TASK DIRECTIONS: The answer must be every line of the records below that contains the word "reported".

INPUT: Begin

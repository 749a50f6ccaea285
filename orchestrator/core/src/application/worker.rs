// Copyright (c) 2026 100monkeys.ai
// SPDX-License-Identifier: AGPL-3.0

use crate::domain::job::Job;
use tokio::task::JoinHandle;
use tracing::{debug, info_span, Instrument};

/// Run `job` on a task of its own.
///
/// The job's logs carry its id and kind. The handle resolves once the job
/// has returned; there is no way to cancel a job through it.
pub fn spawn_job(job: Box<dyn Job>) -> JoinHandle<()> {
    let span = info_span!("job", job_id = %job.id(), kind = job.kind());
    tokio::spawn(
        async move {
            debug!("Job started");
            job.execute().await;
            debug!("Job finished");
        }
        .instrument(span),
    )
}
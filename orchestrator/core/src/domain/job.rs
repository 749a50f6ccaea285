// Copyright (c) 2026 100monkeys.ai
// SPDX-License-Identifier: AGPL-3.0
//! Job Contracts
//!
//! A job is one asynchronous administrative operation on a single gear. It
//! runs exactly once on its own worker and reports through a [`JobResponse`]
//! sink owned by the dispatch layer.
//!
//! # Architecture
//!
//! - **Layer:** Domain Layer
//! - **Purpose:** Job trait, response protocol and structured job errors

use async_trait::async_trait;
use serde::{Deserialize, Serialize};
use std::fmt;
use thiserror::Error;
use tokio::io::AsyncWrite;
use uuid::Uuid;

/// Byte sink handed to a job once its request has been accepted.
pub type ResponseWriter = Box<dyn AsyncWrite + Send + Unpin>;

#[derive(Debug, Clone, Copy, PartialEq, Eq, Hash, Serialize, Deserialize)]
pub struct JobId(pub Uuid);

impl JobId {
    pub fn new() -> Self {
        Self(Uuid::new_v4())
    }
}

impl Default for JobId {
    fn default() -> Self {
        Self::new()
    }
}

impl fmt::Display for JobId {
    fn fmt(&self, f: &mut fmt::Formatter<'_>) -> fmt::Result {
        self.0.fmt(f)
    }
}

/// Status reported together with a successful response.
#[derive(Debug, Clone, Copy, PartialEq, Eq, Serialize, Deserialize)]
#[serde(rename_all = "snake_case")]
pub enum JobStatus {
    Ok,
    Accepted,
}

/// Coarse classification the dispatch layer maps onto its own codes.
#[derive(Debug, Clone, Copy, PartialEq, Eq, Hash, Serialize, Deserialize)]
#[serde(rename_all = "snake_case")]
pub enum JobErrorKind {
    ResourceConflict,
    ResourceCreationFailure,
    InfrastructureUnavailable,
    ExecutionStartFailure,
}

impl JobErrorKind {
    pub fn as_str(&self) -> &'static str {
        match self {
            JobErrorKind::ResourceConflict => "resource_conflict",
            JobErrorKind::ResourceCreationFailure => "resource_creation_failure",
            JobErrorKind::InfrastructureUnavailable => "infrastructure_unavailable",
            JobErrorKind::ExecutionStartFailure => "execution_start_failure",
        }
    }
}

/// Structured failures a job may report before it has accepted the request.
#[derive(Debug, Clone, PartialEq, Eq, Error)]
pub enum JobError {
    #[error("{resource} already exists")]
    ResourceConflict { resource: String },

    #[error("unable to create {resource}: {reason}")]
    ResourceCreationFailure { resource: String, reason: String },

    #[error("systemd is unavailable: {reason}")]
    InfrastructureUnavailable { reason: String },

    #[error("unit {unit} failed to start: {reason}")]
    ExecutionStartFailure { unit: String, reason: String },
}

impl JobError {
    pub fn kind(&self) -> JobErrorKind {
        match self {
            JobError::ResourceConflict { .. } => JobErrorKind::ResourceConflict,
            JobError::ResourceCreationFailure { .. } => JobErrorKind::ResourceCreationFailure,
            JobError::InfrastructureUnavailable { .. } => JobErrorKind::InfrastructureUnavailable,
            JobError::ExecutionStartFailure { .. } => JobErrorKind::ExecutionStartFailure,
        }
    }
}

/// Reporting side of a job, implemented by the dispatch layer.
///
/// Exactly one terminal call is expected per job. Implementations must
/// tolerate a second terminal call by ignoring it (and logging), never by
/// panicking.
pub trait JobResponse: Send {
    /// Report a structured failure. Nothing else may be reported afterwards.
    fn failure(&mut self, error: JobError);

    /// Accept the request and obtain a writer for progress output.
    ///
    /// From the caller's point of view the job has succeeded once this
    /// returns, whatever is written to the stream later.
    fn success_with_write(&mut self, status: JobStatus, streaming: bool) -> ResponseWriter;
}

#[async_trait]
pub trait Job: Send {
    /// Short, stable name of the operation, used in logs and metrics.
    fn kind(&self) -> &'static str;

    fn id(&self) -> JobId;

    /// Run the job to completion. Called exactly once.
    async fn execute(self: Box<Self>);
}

INPUT: End

SOLUTION:
/// Status reported together with a successful response.
    /// Report a structured failure. Nothing else may be reported afterwards.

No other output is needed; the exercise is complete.